_ABOUT THIS TASK_
Your task is to copy each line of the listing that contains the word "Failed".
======== INPUT DATA
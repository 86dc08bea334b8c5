//! データベースアクセス層
//!
//! SQLiteベースのデータ永続化

/// ユーザー管理
pub mod users;

/// ステーション管理
pub mod stations;

/// システム設定管理
pub mod settings;

/// ユーザー設定管理
pub mod user_settings;

/// データベースマイグレーション
pub mod migrations;

#[cfg(test)]
pub(crate) mod test_utils {
    use sqlx::SqlitePool;

    /// テスト用のインメモリSQLiteプールを作成し、マイグレーションを実行する
    pub async fn test_db_pool() -> SqlitePool {
        let pool = SqlitePool::connect("sqlite::memory:")
            .await
            .expect("Failed to create test database");
        sqlx::migrate!("./migrations")
            .run(&pool)
            .await
            .expect("Failed to run migrations");
        pool
    }
}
================
_REPLY TO THE EXERCISE_
            .expect("Failed to create test database");
            .expect("Failed to run migrations");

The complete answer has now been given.